Stored items:
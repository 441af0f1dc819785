//! Integer lattices and operations on them.
//!
//! The free functions take basis (or generator) matrices whose rows are the
//! lattice vectors. The `*_with_layout` variants accept [`Layout::Columns`]
//! for matrices whose columns are the vectors; results are returned in the
//! same layout.

use log::debug;
use num_bigint::BigInt;
use num_rational::BigRational;
use num_traits::{One, Zero};

use crate::arith::gcd;
use crate::error::{Error, Result, ensure_dim};
use crate::hnf::{HnfStyle, hermite_normal_form};
use crate::matrix::{IntegerMatrix, RationalMatrix};
use crate::rings::{Q, Z};
use crate::snf::smith_form;
use crate::vector::IntegerVector;

/// How lattice vectors are laid out in a matrix.
#[derive(Clone, Copy, PartialEq, Eq, Debug, Default)]
pub enum Layout {
    /// Each row is a vector.
    #[default]
    Rows,
    /// Each column is a vector.
    Columns,
}

/// A lattice, i.e. the integer span of a set of vectors.
///
/// The basis is always kept in row-style Hermite normal form without zero
/// rows, so two lattices compare equal iff they contain the same points.
/// The basis matrix stores the ambient dimension (the number of columns) even
/// if it has zero rows.
#[derive(Clone, Debug, PartialEq, Eq)]
pub struct Lattice {
    basis: IntegerMatrix,
}

impl Lattice {
    /// Creates a lattice that contains only the zero vector.
    pub fn zero(ambient_dim: usize) -> Self {
        Self { basis: IntegerMatrix::zero(0, ambient_dim) }
    }

    /// The lattice generated by the rows of the matrix, which may be
    /// linearly dependent.
    pub fn from_generators(generators: &IntegerMatrix) -> Self {
        let mut basis = hermite_normal_form(generators, HnfStyle::Row).h;
        basis.remove_zero_rows();
        Self { basis }
    }

    /// The canonical basis. The basis vectors are the rows.
    pub fn basis(&self) -> &IntegerMatrix {
        &self.basis
    }

    pub fn into_basis(self) -> IntegerMatrix {
        self.basis
    }

    /// Returns the rank of the lattice, i.e. the number of basis vectors.
    pub fn rank(&self) -> usize {
        self.basis.num_rows()
    }

    pub fn ambient_dim(&self) -> usize {
        self.basis.num_cols()
    }

    /// Returns the vector on the lattice that is the linear combination of the
    /// basis vectors with the given coefficients.
    pub fn at(&self, coefficients: &[BigInt]) -> IntegerVector {
        assert_eq!(coefficients.len(), self.rank());
        self.basis.rows().zip(coefficients).fold(
            IntegerVector::zero(self.ambient_dim()),
            |mut acc, (b, c)| {
                acc.mul_add_assign(c, b, &Z);
                acc
            },
        )
    }

    /// Reduces `v` to the canonical representative of `v + L`.
    pub fn reduce(&self, v: &mut IntegerVector) {
        v.reduce(&self.basis, &Z);
    }

    /// Is `v` a point of the lattice?
    pub fn contains(&self, v: &IntegerVector) -> bool {
        assert_eq!(v.dim(), self.ambient_dim(), "Vector must live in the ambient space.");
        let mut v = v.clone();
        self.reduce(&mut v);
        v.is_zero()
    }

    /// Is every point of `other` a point of `self`?
    pub fn contains_lattice(&self, other: &Lattice) -> bool {
        other.basis.rows().all(|r| self.contains(&IntegerVector::from_entries(r)))
    }

    /// The smallest lattice containing both lattices, i.e. their sum.
    pub fn union(&self, other: &Lattice) -> Lattice {
        assert_eq!(self.ambient_dim(), other.ambient_dim());
        Lattice::from_generators(&self.basis.vstack(&other.basis))
    }

    /// The points both lattices have in common.
    pub fn intersection(&self, other: &Lattice) -> Lattice {
        assert_eq!(self.ambient_dim(), other.ambient_dim());
        let n = self.ambient_dim();

        // The rows of [B1 B1; B2 0] whose left half vanishes after the
        // reduction carry a basis of the intersection in their right half.
        let top = self.basis.hstack(&self.basis);
        let bottom = other.basis.hstack(&IntegerMatrix::zero(other.rank(), n));
        let h = hermite_normal_form(&top.vstack(&bottom), HnfStyle::Row).h;

        let rows: Vec<&[BigInt]> = h
            .rows()
            .filter(|r| r[..n].iter().all(|e| e.is_zero()) && r[n..].iter().any(|e| !e.is_zero()))
            .map(|r| &r[n..])
            .collect();

        let generators = IntegerMatrix::from_iter(
            rows.len(),
            n,
            rows.iter().flat_map(|r| r.iter().cloned()),
        );
        Lattice::from_generators(&generators)
    }
}

/// A rational basis stored as an integer numerator and a common positive
/// denominator such that `gcd(denominator, numerator) = 1`.
#[derive(Clone, Debug, PartialEq, Eq)]
pub struct DualBasis {
    pub numerator: IntegerMatrix,
    pub denominator: BigInt,
}

impl DualBasis {
    /// The basis as a matrix of rationals.
    pub fn to_rational(&self) -> RationalMatrix {
        let mut m: RationalMatrix =
            self.numerator.transform(|e| BigRational::from_integer(e.clone()));
        m.div_assign(&BigRational::from_integer(self.denominator.clone()), &Q);
        m
    }

    /// Are all entries integers?
    pub fn is_integral(&self) -> bool {
        self.denominator.is_one()
    }
}

/// Brings basis vectors into rows and checks the ambient dimension.
fn to_rows(b: &IntegerMatrix, layout: Layout) -> Result<IntegerMatrix> {
    let b = match layout {
        Layout::Rows => b.clone(),
        Layout::Columns => b.transposed(),
    };
    if b.num_cols() == 0 {
        return Err(Error::DegenerateInput("lattice has ambient dimension 0"));
    }
    Ok(b)
}

fn from_rows(b: IntegerMatrix, layout: Layout) -> IntegerMatrix {
    match layout {
        Layout::Rows => b,
        Layout::Columns => b.transposed(),
    }
}

fn lattice_pair(
    b1: &IntegerMatrix,
    b2: &IntegerMatrix,
    layout: Layout,
) -> Result<(Lattice, Lattice)> {
    let (b1, b2) = (to_rows(b1, layout)?, to_rows(b2, layout)?);
    ensure_dim("ambient dimension", b1.num_cols(), b2.num_cols())?;
    Ok((Lattice::from_generators(&b1), Lattice::from_generators(&b2)))
}

/// Do the rows of both matrices span the same lattice?
pub fn equivalent(b1: &IntegerMatrix, b2: &IntegerMatrix) -> Result<bool> {
    equivalent_with_layout(b1, b2, Layout::Rows)
}

pub fn equivalent_with_layout(
    b1: &IntegerMatrix,
    b2: &IntegerMatrix,
    layout: Layout,
) -> Result<bool> {
    let (l1, l2) = lattice_pair(b1, b2, layout)?;
    Ok(l1 == l2)
}

/// A basis of the smallest lattice containing both lattices, in Hermite
/// normal form.
pub fn compute_union(b1: &IntegerMatrix, b2: &IntegerMatrix) -> Result<IntegerMatrix> {
    compute_union_with_layout(b1, b2, Layout::Rows)
}

pub fn compute_union_with_layout(
    b1: &IntegerMatrix,
    b2: &IntegerMatrix,
    layout: Layout,
) -> Result<IntegerMatrix> {
    let (l1, l2) = lattice_pair(b1, b2, layout)?;
    let u = l1.union(&l2);
    debug!("union: rank {} + rank {} => rank {}.", l1.rank(), l2.rank(), u.rank());
    Ok(from_rows(u.into_basis(), layout))
}

/// A basis of the intersection of both lattices, in Hermite normal form.
pub fn compute_intersection(b1: &IntegerMatrix, b2: &IntegerMatrix) -> Result<IntegerMatrix> {
    compute_intersection_with_layout(b1, b2, Layout::Rows)
}

pub fn compute_intersection_with_layout(
    b1: &IntegerMatrix,
    b2: &IntegerMatrix,
    layout: Layout,
) -> Result<IntegerMatrix> {
    let (l1, l2) = lattice_pair(b1, b2, layout)?;
    let i = l1.intersection(&l2);
    debug!("intersection: rank {} and rank {} => rank {}.", l1.rank(), l2.rank(), i.rank());
    Ok(from_rows(i.into_basis(), layout))
}

/// The dual basis `(B·Bᵗ)⁻¹·B` of a basis `B` of full row rank.
///
/// Its rows span the same rational space as `B` and satisfy
/// `dual·Bᵗ = I`.
pub fn compute_dual(b: &IntegerMatrix) -> Result<DualBasis> {
    compute_dual_with_layout(b, Layout::Rows)
}

pub fn compute_dual_with_layout(b: &IntegerMatrix, layout: Layout) -> Result<DualBasis> {
    let b = to_rows(b, layout)?;
    let k = b.num_rows();

    // L·G·R = D, so G⁻¹ = R·D⁻¹·L and d·G⁻¹ = R·diag(d/d_i)·L is integral
    // for the last invariant factor d.
    let g = b.mul(&b.transposed(), &Z);
    let snf = smith_form(&g);
    if snf.rank() != k {
        return Err(Error::DegenerateInput("basis is not of full row rank"));
    }

    let factors = snf.invariant_factors();
    let denominator = factors.last().map_or_else(BigInt::one, |d| (*d).clone());
    let scale: Vec<BigInt> = factors.iter().map(|d| &denominator / *d).collect();
    let scale = IntegerMatrix::diagonal(k, k, &scale);

    let mut numerator = snf.r.mul(&scale, &Z).mul(&snf.l, &Z).mul(&b, &Z);

    let content = numerator.entries_row_major().fold(denominator.clone(), |acc, e| gcd(&acc, e));
    let mut denominator = denominator;
    if !content.is_one() && !content.is_zero() {
        numerator.map_mut(|e| *e /= &content);
        denominator /= &content;
    }

    debug!("dual of rank {k} basis, denominator {denominator}.");
    Ok(DualBasis { numerator: from_rows(numerator, layout), denominator })
}

#[cfg(test)]
mod test {
    use rand::{SeedableRng as _, distr::{Distribution as _, Uniform}, rngs::StdRng};

    use super::*;

    fn m<const R: usize, const C: usize>(a: [[i64; C]; R]) -> IntegerMatrix {
        IntegerMatrix::from_array(a)
    }

    #[test]
    fn equivalence() {
        let l1 = m([[1, 0, 0], [0, 1, 0]]);
        assert!(equivalent(&l1, &m([[1, 5, 0], [1, 6, 0]])).unwrap());
        assert!(!equivalent(&l1, &m([[1, 5, 0], [1, 1, 0]])).unwrap());
        let columns = m([[1, 1], [5, 6], [0, 0]]);
        assert!(equivalent_with_layout(&l1.transposed(), &columns, Layout::Columns).unwrap());
    }

    #[test]
    fn equivalence_laws() {
        let rng = &mut StdRng::seed_from_u64(0);
        let dist = Uniform::new_inclusive(-9i64, 9).unwrap();
        for _ in 0..50 {
            let b = IntegerMatrix::from_iter(3, 3, (0..9).map(|_| dist.sample(rng).into()));
            assert!(equivalent(&b, &b).unwrap());

            // Unimodular changes of basis do not change the lattice.
            let a = IntegerMatrix::from_iter(3, 3, (0..9).map(|_| dist.sample(rng).into()));
            let nf = hermite_normal_form(&a, HnfStyle::Row);
            let c = nf.u.mul(&b, &Z);
            assert!(equivalent(&b, &c).unwrap());
            assert!(equivalent(&c, &b).unwrap());
            let h = Lattice::from_generators(&b).into_basis();
            assert!(equivalent(&c, &h).unwrap());
        }
    }

    #[test]
    fn union() {
        let l1 = m([[1, 0, 0], [1, 1, 0]]);
        let l2 = m([[1, 0, 2], [1, 2, 1]]);
        assert_eq!(compute_union(&l1, &l2).unwrap(), IntegerMatrix::identity(3));

        let u =
            compute_union_with_layout(&l1.transposed(), &l2.transposed(), Layout::Columns).unwrap();
        assert_eq!(u, IntegerMatrix::identity(3));

        let l = m([[2, 4], [0, 6]]);
        assert!(equivalent(&compute_union(&l, &l).unwrap(), &l).unwrap());
    }

    #[test]
    fn intersection() {
        let l1 = IntegerMatrix::identity(3);
        let l2 = m([[-3, 4, 0], [-4, -3, 0], [0, 0, 5]]);
        let i = compute_intersection(&l1, &l2).unwrap();
        assert!(equivalent(&i, &m([[25, 0, 0], [-7, 1, 0], [0, 0, 5]])).unwrap());
        assert!(equivalent(&i, &m([[1, 7, 0], [0, 25, 0], [0, 0, 5]])).unwrap());
        assert!(equivalent(&i, &l2).unwrap());

        assert!(equivalent(&compute_intersection(&l2, &l2).unwrap(), &l2).unwrap());
    }

    #[test]
    fn intersection_of_sublattices() {
        // 2Z x Z and Z x 3Z meet in 2Z x 3Z.
        let i = compute_intersection(&m([[2, 0], [0, 1]]), &m([[1, 0], [0, 3]])).unwrap();
        assert_eq!(i, [[2, 0], [0, 3]]);

        // Lines that only meet at the origin.
        let i = compute_intersection(&m([[1, 0]]), &m([[0, 1]])).unwrap();
        assert_eq!(i.shape(), (0, 2));

        // 4Z and 6Z meet in 12Z.
        let i = compute_intersection(&m([[4]]), &m([[6]])).unwrap();
        assert_eq!(i, [[12]]);
    }

    #[test]
    fn contains() {
        let l = Lattice::from_generators(&m([[2, 1], [0, 3]]));
        assert!(l.contains(&IntegerVector::from_entries([4, 5])));
        assert!(!l.contains(&IntegerVector::from_entries([1, 0])));
        assert!(l.contains(&l.at(&[BigInt::from(-2), BigInt::from(7)])));
        assert!(l.contains_lattice(&Lattice::from_generators(&m([[6, 0]]))));
        assert!(Lattice::zero(2).contains(&IntegerVector::zero(2)));
    }

    #[test]
    fn dual() {
        let b = m([[6, 4, 10], [-1, 1, -5]]);
        let dual = compute_dual(&b).unwrap();
        let d = &dual.denominator;
        let scaled = IntegerMatrix::diagonal(2, 2, &[d.clone(), d.clone()]);
        assert_eq!(dual.numerator.mul(&b.transposed(), &Z), scaled);
        assert!(dual.denominator > BigInt::zero());

        let content = dual
            .numerator
            .entries_row_major()
            .fold(dual.denominator.clone(), |a, e| gcd(&a, e));
        assert!(content.is_one());

        let q = dual.to_rational();
        let bt = b.transposed().transform::<Q, _>(|e| BigRational::from_integer(e.clone()));
        assert_eq!(q.mul(&bt, &Q), RationalMatrix::identity(2));
    }

    #[test]
    fn dual_of_unimodular_is_integral() {
        let b = m([[1, 1], [0, 1]]);
        let dual = compute_dual(&b).unwrap();
        assert!(dual.is_integral());
        assert_eq!(dual.numerator.mul(&b.transposed(), &Z), IntegerMatrix::identity(2));

        let cols = compute_dual_with_layout(&b.transposed(), Layout::Columns).unwrap();
        assert_eq!(cols.numerator, dual.numerator.transposed());
    }

    #[test]
    fn dual_needs_full_rank() {
        let b = m([[1, 2], [2, 4]]);
        assert!(matches!(compute_dual(&b), Err(Error::DegenerateInput(_))));
    }

    #[test]
    fn shape_errors() {
        assert!(matches!(
            compute_union(&m([[1, 0]]), &m([[1, 0, 0]])),
            Err(Error::ShapeMismatch { expected: 2, found: 3, .. })
        ));
        assert!(matches!(
            equivalent(&IntegerMatrix::zero(2, 0), &IntegerMatrix::zero(2, 0)),
            Err(Error::DegenerateInput(_))
        ));
    }
}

- [Work order]: Copy out, exactly and alone, the lines of the entries above between the ones holding "pub fn equivalent(b1: &IntegerMatrix, b2: &IntegerMatrix)" and "let i = l1.intersection(&l2);", inclusive.

- [Response box]:
pub fn equivalent(b1: &IntegerMatrix, b2: &IntegerMatrix) -> Result<bool> {
    equivalent_with_layout(b1, b2, Layout::Rows)
}

pub fn equivalent_with_layout(
    b1: &IntegerMatrix,
    b2: &IntegerMatrix,
    layout: Layout,
) -> Result<bool> {
    let (l1, l2) = lattice_pair(b1, b2, layout)?;
    Ok(l1 == l2)
}

/// A basis of the smallest lattice containing both lattices, in Hermite
/// normal form.
pub fn compute_union(b1: &IntegerMatrix, b2: &IntegerMatrix) -> Result<IntegerMatrix> {
    compute_union_with_layout(b1, b2, Layout::Rows)
}

pub fn compute_union_with_layout(
    b1: &IntegerMatrix,
    b2: &IntegerMatrix,
    layout: Layout,
) -> Result<IntegerMatrix> {
    let (l1, l2) = lattice_pair(b1, b2, layout)?;
    let u = l1.union(&l2);
    debug!("union: rank {} + rank {} => rank {}.", l1.rank(), l2.rank(), u.rank());
    Ok(from_rows(u.into_basis(), layout))
}

/// A basis of the intersection of both lattices, in Hermite normal form.
pub fn compute_intersection(b1: &IntegerMatrix, b2: &IntegerMatrix) -> Result<IntegerMatrix> {
    compute_intersection_with_layout(b1, b2, Layout::Rows)
}

pub fn compute_intersection_with_layout(
    b1: &IntegerMatrix,
    b2: &IntegerMatrix,
    layout: Layout,
) -> Result<IntegerMatrix> {
    let (l1, l2) = lattice_pair(b1, b2, layout)?;
    let i = l1.intersection(&l2);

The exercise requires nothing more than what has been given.